Cada una de estas teorías tiene una pizca de verdad. La UE ha sido tibia en su relación con Ucrania, y no pocos Estados de Europa occidental que son miembros de la UE se alegran, en privado, de ver que Ucrania se descalifica por sí sola. El vibrante sector privado de Polonia, ayudado por millones de polacos que han trabajado y estudiado en Occidente, ha contribuido enormemente a la transición del país. Es extraordinario ver cómo reaparecen las fronteras de viejos imperios en los mapas electorales de las democracias poscomunistas, incluido el más reciente en Polonia. Ahora bien, ni la geografía ni la economía hacen que el destino sea inevitable.

Como observó el político y pensador estadounidense Daniel Patrick Moynihan: "La verdad conservadora fundamental es que lo que determina el éxito de una sociedad es la cultura, y no la política. La verdad progresista fundamental es que la política puede cambiar una cultura y salvarla de sí misma". La buena política, las buenas Constituciones y los buenos tribunales pueden, con tiempo y suerte, cambiar el curso de los ríos. Las sociedades degradadas, borrachas y corruptas -como podía parecer Polonia a cualquier visitante hace 40 años- pueden volverse modernas, abiertas y democráticas. Y la apuesta progresista es que las sociedades ortodoxas, islámicas y asiáticas pueden transformarse también.

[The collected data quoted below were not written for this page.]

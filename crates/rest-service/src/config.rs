//! Client configuration

use std::collections::BTreeMap;
use std::fmt;
use std::path::Path;

use config::{Config, Environment, File};
use serde::{Deserialize, Serialize};

use crate::error::Result;

/// Prefix of environment variables overlaid on file configuration
pub const ENV_PREFIX: &str = "RESTSVC";

/// Registry configuration
#[derive(Debug, Clone, Default, PartialEq, Serialize, Deserialize)]
pub struct RestConfig {
    /// Header names every client forwards from caller headers
    #[serde(default, alias = "defaultHeaders")]
    pub default_headers: Vec<String>,
    /// Client definitions
    #[serde(default)]
    pub clients: Vec<ClientConfig>,
}

/// Definition of one named client
#[derive(Debug, Clone, PartialEq, Serialize, Deserialize)]
pub struct ClientConfig {
    /// Unique client type name
    #[serde(rename = "type")]
    pub client_type: String,
    /// Base URL prepended to every request path
    pub url: String,
    /// Whitelisted header names and static header values
    #[serde(default, alias = "headerCfg")]
    pub headers: Vec<HeaderEntry>,
}

impl ClientConfig {
    /// Client without header configuration
    pub fn new(client_type: impl Into<String>, url: impl Into<String>) -> Self {
        Self {
            client_type: client_type.into(),
            url: url.into(),
            headers: Vec::new(),
        }
    }

    /// Add a header entry
    pub fn with_header(mut self, entry: HeaderEntry) -> Self {
        self.headers.push(entry);
        self
    }
}

/// One item of a client's header configuration
#[derive(Debug, Clone, PartialEq, Serialize, Deserialize)]
#[serde(untagged)]
pub enum HeaderEntry {
    /// Header name allowed through from caller headers
    Name(String),
    /// Headers set on every request
    Values(BTreeMap<String, HeaderValue>),
}

/// Static header value as written in configuration
#[derive(Debug, Clone, PartialEq, Serialize, Deserialize)]
#[serde(untagged)]
pub enum HeaderValue {
    /// Text value
    String(String),
    /// Numeric value
    Number(serde_json::Number),
    /// Boolean value
    Bool(bool),
}

impl fmt::Display for HeaderValue {
    fn fmt(&self, f: &mut fmt::Formatter<'_>) -> fmt::Result {
        match self {
            HeaderValue::String(value) => write!(f, "{}", value),
            HeaderValue::Number(value) => write!(f, "{}", value),
            HeaderValue::Bool(value) => write!(f, "{}", value),
        }
    }
}

impl RestConfig {
    /// Load configuration from a TOML or JSON file, chosen by extension
    ///
    /// Variables named `RESTSVC__<KEY>` override file values.
    pub fn from_file(path: impl AsRef<Path>) -> Result<Self> {
        let config = Config::builder()
            .add_source(File::from(path.as_ref()))
            .add_source(Environment::with_prefix(ENV_PREFIX).prefix_separator("__").separator("__"))
            .build()?;

        Ok(config.try_deserialize()?)
    }

    /// Parse configuration from a JSON document
    pub fn from_json(json: &str) -> Result<Self> {
        Ok(serde_json::from_str(json)?)
    }
}
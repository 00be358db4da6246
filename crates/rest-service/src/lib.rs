//! Named REST clients
//!
//! A [`RestRegistry`] maps client type names to factories carrying a base URL and
//! header rules. Clients created from it build [`RequestOptions`] for each call and
//! dispatch them through a [`Transport`], turning responses with status >= 400 into
//! [`OperationalError`]s.
//!
//! # Example
//!
//! ```no_run
//! use std::sync::Arc;
//!
//! use rest_service::{ReqwestTransport, RestConfig, RestRegistry};
//! use serde_json::json;
//!
//! async fn example() -> Result<(), Box<dyn std::error::Error>> {
//!     let config = RestConfig::from_json(
//!         r#"{ "clients": [{ "type": "wongnai", "url": "http://example.com" }] }"#,
//!     )?;
//!     let registry = RestRegistry::from_config(Arc::new(ReqwestTransport::new()), config)?;
//!
//!     let client = registry.client("wongnai", None)?;
//!     let response = client.post("/reviews", Some(json!({ "rating": 5 }))).await?;
//!     println!("{}", response.body);
//!     Ok(())
//! }
//! ```

mod client;
mod config;
mod error;
mod headers;
mod options;
mod registry;
mod transport;

pub use client::{RestClient, RestResponse};
pub use crate::config::{ClientConfig, HeaderEntry, HeaderValue, RestConfig, ENV_PREFIX};
pub use error::{Error, HttpError, OperationalError, RequestError, Result};
pub use headers::{HeaderPolicy, Headers};
pub use options::{Method, RequestOptions, DEFAULT_TIMEOUT_MS, FORM_DATA_KEY};
pub use registry::{ClientFactory, RestRegistry};
pub use transport::{ReqwestTransport, Transport, TransportResponse};
//! Registry of named client factories

use std::collections::{BTreeMap, HashSet};
use std::sync::Arc;

use crate::client::RestClient;
use crate::config::{ClientConfig, RestConfig};
use crate::error::{Error, Result};
use crate::headers::{HeaderPolicy, Headers};
use crate::transport::Transport;

/// Creates clients of one configured type
#[derive(Debug, Clone)]
pub struct ClientFactory {
    client_type: String,
    base_url: String,
    policy: HeaderPolicy,
    transport: Arc<dyn Transport>,
}

impl ClientFactory {
    /// Client type name
    pub fn client_type(&self) -> &str {
        &self.client_type
    }

    /// Base URL of created clients
    pub fn base_url(&self) -> &str {
        &self.base_url
    }

    /// Header rules applied to created clients
    pub fn header_policy(&self) -> &HeaderPolicy {
        &self.policy
    }

    /// Create a client, keeping only the caller headers this type allows
    pub fn create(&self, headers: Option<&Headers>) -> RestClient {
        RestClient::new(
            self.base_url.clone(),
            self.policy.merge(headers),
            Arc::clone(&self.transport),
        )
    }
}

/// Client type name to factory mapping
///
/// Populated by [`RestRegistry::init`] and emptied by [`RestRegistry::reset`]; each
/// `init` starts a new generation with no entries carried over.
#[derive(Debug)]
pub struct RestRegistry {
    transport: Arc<dyn Transport>,
    default_headers: Vec<String>,
    factories: BTreeMap<String, ClientFactory>,
}

impl RestRegistry {
    /// Create an empty registry whose clients share `transport`
    pub fn new(transport: Arc<dyn Transport>) -> Self {
        Self {
            transport,
            default_headers: Vec::new(),
            factories: BTreeMap::new(),
        }
    }

    /// Create a registry and initialize it from `config`
    pub fn from_config(transport: Arc<dyn Transport>, config: RestConfig) -> Result<Self> {
        let mut registry = Self::new(transport);
        registry.init(config)?;
        Ok(registry)
    }

    /// Register one factory per configured client, replacing all previous entries
    ///
    /// Fails without modifying the registry when two clients share a type name or a
    /// client has an empty type name or URL.
    pub fn init(&mut self, config: RestConfig) -> Result<()> {
        validate(&config.clients)?;

        let factories = config
            .clients
            .iter()
            .map(|client| {
                let factory = ClientFactory {
                    client_type: client.client_type.clone(),
                    base_url: client.url.clone(),
                    policy: HeaderPolicy::new(&config.default_headers, &client.headers),
                    transport: Arc::clone(&self.transport),
                };
                (client.client_type.clone(), factory)
            })
            .collect();

        self.factories = factories;
        self.default_headers = config.default_headers;

        tracing::debug!(
            "Registered REST clients: {:?}",
            self.factories.keys().collect::<Vec<_>>()
        );

        Ok(())
    }

    /// Remove every registered client
    pub fn reset(&mut self) {
        self.factories.clear();
        self.default_headers.clear();
    }

    /// Factory registered under `client_type`
    pub fn get(&self, client_type: &str) -> Option<&ClientFactory> {
        self.factories.get(client_type)
    }

    /// Create a client of `client_type` with the given caller headers
    pub fn client(&self, client_type: &str, headers: Option<&Headers>) -> Result<RestClient> {
        self.get(client_type)
            .map(|factory| factory.create(headers))
            .ok_or_else(|| Error::UnknownClient(client_type.to_string()))
    }

    /// Whether a client type is registered
    pub fn contains(&self, client_type: &str) -> bool {
        self.factories.contains_key(client_type)
    }

    /// Registered client type names, sorted
    pub fn client_types(&self) -> impl Iterator<Item = &str> {
        self.factories.keys().map(String::as_str)
    }

    /// Header names forwarded by every client
    pub fn default_headers(&self) -> &[String] {
        &self.default_headers
    }

    /// Number of registered client types
    pub fn len(&self) -> usize {
        self.factories.len()
    }

    /// Whether no client type is registered
    pub fn is_empty(&self) -> bool {
        self.factories.is_empty()
    }
}

fn validate(clients: &[ClientConfig]) -> Result<()> {
    let mut seen = HashSet::new();

    for client in clients {
        if client.client_type.is_empty() {
            return Err(Error::InvalidConfig("client type must not be empty".to_string()));
        }
        if client.url.is_empty() {
            return Err(Error::InvalidConfig(format!(
                "client {} has no url",
                client.client_type
            )));
        }
        if !seen.insert(client.client_type.as_str()) {
            return Err(Error::DuplicateClient(client.client_type.clone()));
        }
    }

    Ok(())
}
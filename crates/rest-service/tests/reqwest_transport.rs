//! Integration tests for the reqwest transport using mockito

use std::sync::Arc;

use mockito::Matcher;
use rest_service::{
    ClientConfig, HeaderEntry, Headers, HttpError, Method, ReqwestTransport, RequestError,
    RequestOptions, RestConfig, RestRegistry, Transport, DEFAULT_TIMEOUT_MS,
};
use serde_json::json;

fn options(url: String, method: Method) -> RequestOptions {
    RequestOptions::build(&url, "", method, None, None, DEFAULT_TIMEOUT_MS)
}

#[tokio::test]
async fn test_json_body_and_headers() {
    let mut server = mockito::Server::new_async().await;

    let mock = server
        .mock("POST", "/api/submit")
        .match_header("content-type", "application/json")
        .match_header("x-forwarded-for", "10.0.0.1")
        .match_body(Matcher::Json(json!({"name": "test", "value": 42})))
        .with_status(200)
        .with_header("content-type", "application/json")
        .with_body(r#"{"success": true}"#)
        .create_async()
        .await;

    let mut request = options(format!("{}/api/submit", server.url()), Method::Post);
    request.body = Some(json!({"name": "test", "value": 42}));
    request.headers = Some(Headers::from([(
        "x-forwarded-for".to_string(),
        "10.0.0.1".to_string(),
    )]));

    let response = ReqwestTransport::new()
        .request(&request)
        .await
        .expect("request should succeed");

    assert_eq!(response.status_code, 200);
    assert_eq!(response.body, json!({"success": true}));

    mock.assert_async().await;
}

#[tokio::test]
async fn test_multipart_form_data() {
    let mut server = mockito::Server::new_async().await;

    let mock = server
        .mock("POST", "/upload")
        .match_header("content-type", Matcher::Regex("^multipart/form-data".to_string()))
        .match_body(Matcher::AllOf(vec![
            Matcher::Regex(r#"name="title""#.to_string()),
            Matcher::Regex("report".to_string()),
            Matcher::Regex(r#"name="pages""#.to_string()),
        ]))
        .with_status(201)
        .create_async()
        .await;

    let request = RequestOptions::build(
        &server.url(),
        "/upload",
        Method::Post,
        Some(json!({"formData": {"title": "report", "pages": 3}})),
        None,
        DEFAULT_TIMEOUT_MS,
    );

    let response = ReqwestTransport::new()
        .request(&request)
        .await
        .expect("request should succeed");

    assert_eq!(response.status_code, 201);

    mock.assert_async().await;
}

#[tokio::test]
async fn test_error_status_is_returned_not_raised() {
    let mut server = mockito::Server::new_async().await;

    let mock = server
        .mock("GET", "/missing")
        .with_status(404)
        .with_body("Not Found")
        .create_async()
        .await;

    let response = ReqwestTransport::new()
        .request(&options(format!("{}/missing", server.url()), Method::Get))
        .await
        .expect("transport call should succeed");

    assert_eq!(response.status_code, 404);
    assert_eq!(response.body, json!("Not Found"));
    assert!(response.is_error());

    mock.assert_async().await;
}

#[tokio::test]
async fn test_connection_refused() {
    let result = ReqwestTransport::new()
        .request(&options("http://127.0.0.1:1/".to_string(), Method::Get))
        .await;

    assert!(matches!(
        result,
        Err(HttpError::Connection(_)) | Err(HttpError::Other(_))
    ));
}

#[tokio::test]
async fn test_registry_client_end_to_end() {
    let mut server = mockito::Server::new_async().await;

    let ok = server
        .mock("GET", "/reviews")
        .match_header("x-forwarded-for", "HeaderValue")
        .match_header("blacklist", Matcher::Missing)
        .match_header("x-client", "reviews")
        .with_status(200)
        .with_header("content-type", "application/json")
        .with_body(r#"[{"id": 1}]"#)
        .create_async()
        .await;

    let bad = server
        .mock("POST", "/reviews")
        .with_status(422)
        .with_header("content-type", "application/json")
        .with_body(r#"{"error": "rating required"}"#)
        .create_async()
        .await;

    let registry = RestRegistry::from_config(
        Arc::new(ReqwestTransport::new()),
        RestConfig {
            default_headers: vec!["x-forwarded-for".to_string()],
            clients: vec![ClientConfig::new("reviews", server.url()).with_header(
                HeaderEntry::Values(
                    [(
                        "x-client".to_string(),
                        rest_service::HeaderValue::String("reviews".to_string()),
                    )]
                    .into(),
                ),
            )],
        },
    )
    .expect("valid config");

    let caller = Headers::from([
        ("x-forwarded-for".to_string(), "HeaderValue".to_string()),
        ("blacklist".to_string(), "xxxxxxx".to_string()),
    ]);
    let client = registry.client("reviews", Some(&caller)).expect("registered");

    let response = client.get("/reviews").await.expect("success");
    assert_eq!(response.body, json!([{"id": 1}]));

    let error = client
        .post("/reviews", Some(json!({})))
        .await
        .expect_err("422 should fail");
    match error {
        RequestError::Operational(err) => {
            assert!(err.is_operational());
            assert_eq!(err.status_code, 422);
            assert_eq!(err.body, json!({"error": "rating required"}));
        }
        RequestError::Transport(err) => panic!("Expected operational error, got {}", err),
    }

    ok.assert_async().await;
    bad.assert_async().await;
}

#[tokio::test]
async fn test_timeout_from_options() {
    // accepted by the kernel backlog, never answered
    let listener = std::net::TcpListener::bind("127.0.0.1:0").expect("bind listener");
    let addr = listener.local_addr().expect("local addr");

    let request = RequestOptions::build(
        &format!("http://{}", addr),
        "/slow",
        Method::Get,
        None,
        None,
        200,
    );

    let result = ReqwestTransport::new().request(&request).await;

    assert!(matches!(result, Err(HttpError::Timeout)));
    drop(listener);
}

#[tokio::test]
async fn test_non_json_body_sent_as_text() {
    let mut server = mockito::Server::new_async().await;

    let mock = server
        .mock("PUT", "/notes/1")
        .match_header("content-type", Matcher::Missing)
        .match_body(Matcher::Exact("plain note".to_string()))
        .with_status(204)
        .create_async()
        .await;

    let mut request = options(format!("{}/notes/1", server.url()), Method::Put);
    request.json = None;
    request.body = Some(json!("plain note"));

    let response = ReqwestTransport::new()
        .request(&request)
        .await
        .expect("request should succeed");

    assert_eq!(response.status_code, 204);
    assert_eq!(response.body, serde_json::Value::Null);

    mock.assert_async().await;
}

Esta no es solo una reflexión para el observador filosófico; es una lección política para la UE. En la Europa poscomunista, es preciso variar el aforismo de Bill Clinton. Es la política, estúpido. La política y el imperio de la ley. El caso Timoshenko importa porque, en él, coinciden la política y la ley precisamente como no deben coincidir. Por eso la UE no debe ablandarse en este caso, como suele hacer. Y, si el presidente Yanukóvich quiere irse más lejos -hasta Kamchatka, por ejemplo-, que tenga buen viaje.

Por Timothy Garton Ash, catedrático de Estudios Europeos en la Universidad de Oxford e investigador titular en la Hoover Institution de la Universidad de Stanford. Traducción de María Luisa Rodríguez Tapia.